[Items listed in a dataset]
_____

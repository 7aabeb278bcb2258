//! Tolerant decoding of API records that may arrive either as positional
//! tuples or as keyed objects.
//!
//! Every record kind lists its canonical field order once in
//! [`Normalize::FIELDS`]; tuple position `i` and object key `FIELDS[i]` are the
//! same logical field. Coercions never fail: missing text becomes `""`, missing
//! numbers become `0.0`, and records that are neither tuples nor objects are
//! dropped.

use std::collections::BTreeMap;

use serde_json::{Map, Value};
use tracing::debug;

use crate::{
    domain::{ItemId, MenuItem, Order, OrderId, OrderLine, OrderStatus},
    protocol::{
        CategoryCount, DailySessions, DashboardStats, FacialLog, TopCategories, WeatherLog,
    },
};

#[derive(Debug, Clone, Copy)]
pub enum RawRecord<'a> {
    Tuple(&'a [Value]),
    Keyed(&'a Map<String, Value>),
    Unrecognized,
}

impl<'a> RawRecord<'a> {
    /// `None` means there is no record at all (JSON `null`).
    pub fn classify(raw: &'a Value) -> Option<Self> {
        match raw {
            Value::Null => None,
            Value::Array(values) => Some(Self::Tuple(values)),
            Value::Object(map) => Some(Self::Keyed(map)),
            _ => Some(Self::Unrecognized),
        }
    }
}

pub struct Fields<'a> {
    raw: RawRecord<'a>,
    names: &'static [&'static str],
}

impl<'a> Fields<'a> {
    fn new(raw: RawRecord<'a>, names: &'static [&'static str]) -> Self {
        Self { raw, names }
    }

    pub fn value(&self, name: &str) -> Option<&'a Value> {
        match self.raw {
            RawRecord::Tuple(values) => self
                .names
                .iter()
                .position(|field| *field == name)
                .and_then(|index| values.get(index)),
            RawRecord::Keyed(map) => map.get(name),
            RawRecord::Unrecognized => None,
        }
    }

    pub fn text(&self, name: &str) -> String {
        coerce_text(self.value(name))
    }

    pub fn opt_text(&self, name: &str) -> Option<String> {
        coerce_opt_text(self.value(name))
    }

    pub fn number(&self, name: &str) -> f64 {
        coerce_number(self.value(name))
    }

    pub fn integer(&self, name: &str) -> i64 {
        coerce_integer(self.value(name))
    }

    pub fn opt_integer(&self, name: &str) -> Option<i64> {
        coerce_opt_integer(self.value(name))
    }
}

pub trait Normalize: Sized {
    /// Canonical field order, which is also the tuple layout.
    const FIELDS: &'static [&'static str];

    fn from_fields(fields: &Fields<'_>) -> Self;
}

pub fn normalize<T: Normalize>(raw: &Value) -> Option<T> {
    match RawRecord::classify(raw)? {
        RawRecord::Unrecognized => None,
        shape => Some(T::from_fields(&Fields::new(shape, T::FIELDS))),
    }
}

/// Normalizes each entry of a JSON array, keeping order and dropping entries
/// that produce no record. Anything other than an array yields nothing.
pub fn normalize_all<T: Normalize>(raw: &Value) -> Vec<T> {
    let Some(entries) = raw.as_array() else {
        return Vec::new();
    };
    let records: Vec<T> = entries.iter().filter_map(normalize).collect();
    if records.len() != entries.len() {
        debug!(
            received = entries.len(),
            kept = records.len(),
            "normalize: dropped unrecognized records"
        );
    }
    records
}

fn normalize_field<T: Normalize>(raw: Option<&Value>) -> Vec<T> {
    raw.map(normalize_all).unwrap_or_default()
}

pub fn coerce_text(raw: Option<&Value>) -> String {
    match raw {
        None | Some(Value::Null) => String::new(),
        Some(Value::String(text)) => text.clone(),
        Some(other) => other.to_string(),
    }
}

pub fn coerce_opt_text(raw: Option<&Value>) -> Option<String> {
    match raw {
        None | Some(Value::Null) => None,
        other => Some(coerce_text(other)),
    }
}

pub fn coerce_number(raw: Option<&Value>) -> f64 {
    let number = match raw {
        Some(Value::Number(number)) => number.as_f64().unwrap_or(0.0),
        Some(Value::String(text)) => text.trim().parse::<f64>().unwrap_or(0.0),
        Some(Value::Bool(flag)) => f64::from(u8::from(*flag)),
        _ => 0.0,
    };
    if number.is_finite() {
        number
    } else {
        0.0
    }
}

pub fn coerce_integer(raw: Option<&Value>) -> i64 {
    if let Some(integer) = raw.and_then(Value::as_i64) {
        return integer;
    }
    coerce_number(raw).trunc() as i64
}

pub fn coerce_opt_integer(raw: Option<&Value>) -> Option<i64> {
    match raw {
        Some(Value::Number(_)) => Some(coerce_integer(raw)),
        Some(Value::String(text)) => text
            .trim()
            .parse::<f64>()
            .ok()
            .filter(|number| number.is_finite())
            .map(|number| number.trunc() as i64),
        _ => None,
    }
}

fn coerce_counts(raw: Option<&Value>) -> BTreeMap<String, f64> {
    raw.and_then(Value::as_object)
        .map(|map| {
            map.iter()
                .map(|(key, value)| (key.clone(), coerce_number(Some(value))))
                .collect()
        })
        .unwrap_or_default()
}

impl Normalize for FacialLog {
    const FIELDS: &'static [&'static str] = &[
        "session_id",
        "age_group",
        "gender",
        "weather_temp",
        "weather_tod",
        "dominant_emotion",
        "emotion_counts",
        "updated_at",
    ];

    fn from_fields(fields: &Fields<'_>) -> Self {
        Self {
            session_id: fields.text("session_id"),
            age_group: fields.opt_text("age_group"),
            gender: fields.opt_text("gender"),
            weather_temp: fields.opt_text("weather_temp"),
            weather_tod: fields.opt_text("weather_tod"),
            dominant_emotion: fields.opt_text("dominant_emotion"),
            emotion_counts: coerce_counts(fields.value("emotion_counts")),
            updated_at: fields.text("updated_at"),
        }
    }
}

impl Normalize for WeatherLog {
    const FIELDS: &'static [&'static str] = &["timestamp", "temperature_bucket", "time_of_day"];

    fn from_fields(fields: &Fields<'_>) -> Self {
        Self {
            timestamp: fields.text("timestamp"),
            temperature_bucket: fields.text("temperature_bucket"),
            time_of_day: fields.text("time_of_day"),
        }
    }
}

impl Normalize for OrderLine {
    const FIELDS: &'static [&'static str] = &["name", "qty", "price", "amount", "code"];

    fn from_fields(fields: &Fields<'_>) -> Self {
        Self {
            name: fields.text("name"),
            qty: fields.integer("qty"),
            price: fields.number("price"),
            amount: fields.number("amount"),
            code: fields.opt_integer("code"),
        }
    }
}

impl Normalize for Order {
    const FIELDS: &'static [&'static str] = &[
        "id",
        "customer_name",
        "items",
        "total",
        "status",
        "created_at",
        "updated_at",
    ];

    fn from_fields(fields: &Fields<'_>) -> Self {
        Self {
            id: OrderId(fields.text("id")),
            customer_name: fields.opt_text("customer_name"),
            items: normalize_field(fields.value("items")),
            total: fields.number("total"),
            status: OrderStatus::canonicalize(&fields.text("status")),
            created_at: fields.text("created_at"),
            updated_at: fields.opt_text("updated_at"),
        }
    }
}

impl Normalize for MenuItem {
    const FIELDS: &'static [&'static str] = &[
        "id",
        "name",
        "description",
        "price",
        "category",
        "flavor",
        "available_count",
    ];

    fn from_fields(fields: &Fields<'_>) -> Self {
        Self {
            id: ItemId(fields.integer("id")),
            name: fields.text("name"),
            description: fields.text("description"),
            price: fields.number("price"),
            category: fields.text("category"),
            flavor: fields.text("flavor"),
            available_count: fields.integer("available_count"),
        }
    }
}

impl Normalize for DailySessions {
    const FIELDS: &'static [&'static str] = &["day", "count"];

    fn from_fields(fields: &Fields<'_>) -> Self {
        Self {
            day: fields.text("day"),
            count: fields.number("count"),
        }
    }
}

impl Normalize for CategoryCount {
    const FIELDS: &'static [&'static str] = &["category", "count"];

    fn from_fields(fields: &Fields<'_>) -> Self {
        Self {
            category: fields.text("category"),
            count: fields.number("count"),
        }
    }
}

/// `/orders` answers either `{"orders": [...]}` or `[{"orders": [...]}]`.
pub fn orders_from_envelope(payload: &Value) -> Vec<Order> {
    let envelope = match payload {
        Value::Array(wrapped) => wrapped.first(),
        other => Some(other),
    };
    normalize_field(envelope.and_then(|envelope| envelope.get("orders")))
}

pub fn menu_items_from_envelope(payload: &Value) -> Vec<MenuItem> {
    normalize_field(payload.get("items"))
}

pub fn weather_logs_from_envelope(payload: &Value) -> Vec<WeatherLog> {
    normalize_field(payload.get("weather_logs"))
}

pub fn facial_logs_from_envelope(payload: &Value) -> Vec<FacialLog> {
    normalize_field(payload.get("facial_logs"))
}

pub fn top_categories_from_payload(payload: &Value) -> TopCategories {
    let segments = payload
        .get("segments")
        .and_then(Value::as_object)
        .map(|segments| {
            segments
                .iter()
                .map(|(segment, ranking)| (segment.clone(), normalize_all(ranking)))
                .collect()
        })
        .unwrap_or_default();
    TopCategories {
        global: normalize_field(payload.get("global")),
        segments,
    }
}

pub fn dashboard_stats_from_payload(payload: &Value) -> DashboardStats {
    let emotion_by_weather = payload
        .get("emotion_by_weather")
        .and_then(Value::as_object)
        .map(|weathers| {
            weathers
                .iter()
                .map(|(weather, emotions)| (weather.clone(), coerce_counts(Some(emotions))))
                .collect()
        })
        .unwrap_or_default();
    DashboardStats {
        age_distribution: coerce_counts(payload.get("age_distribution")),
        gender_distribution: coerce_counts(payload.get("gender_distribution")),
        emotion_frequency: coerce_counts(payload.get("emotion_frequency")),
        daily_sessions: normalize_field(payload.get("daily_sessions")),
        emotion_by_weather,
    }
}

#[cfg(test)]
#[path = "tests/normalize_tests.rs"]
mod tests;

_____

Every line above that holds "values" should be copied out.

            Value::Array(values) => Some(Self::Tuple(values)),
            RawRecord::Tuple(values) => self
                .and_then(|index| values.get(index)),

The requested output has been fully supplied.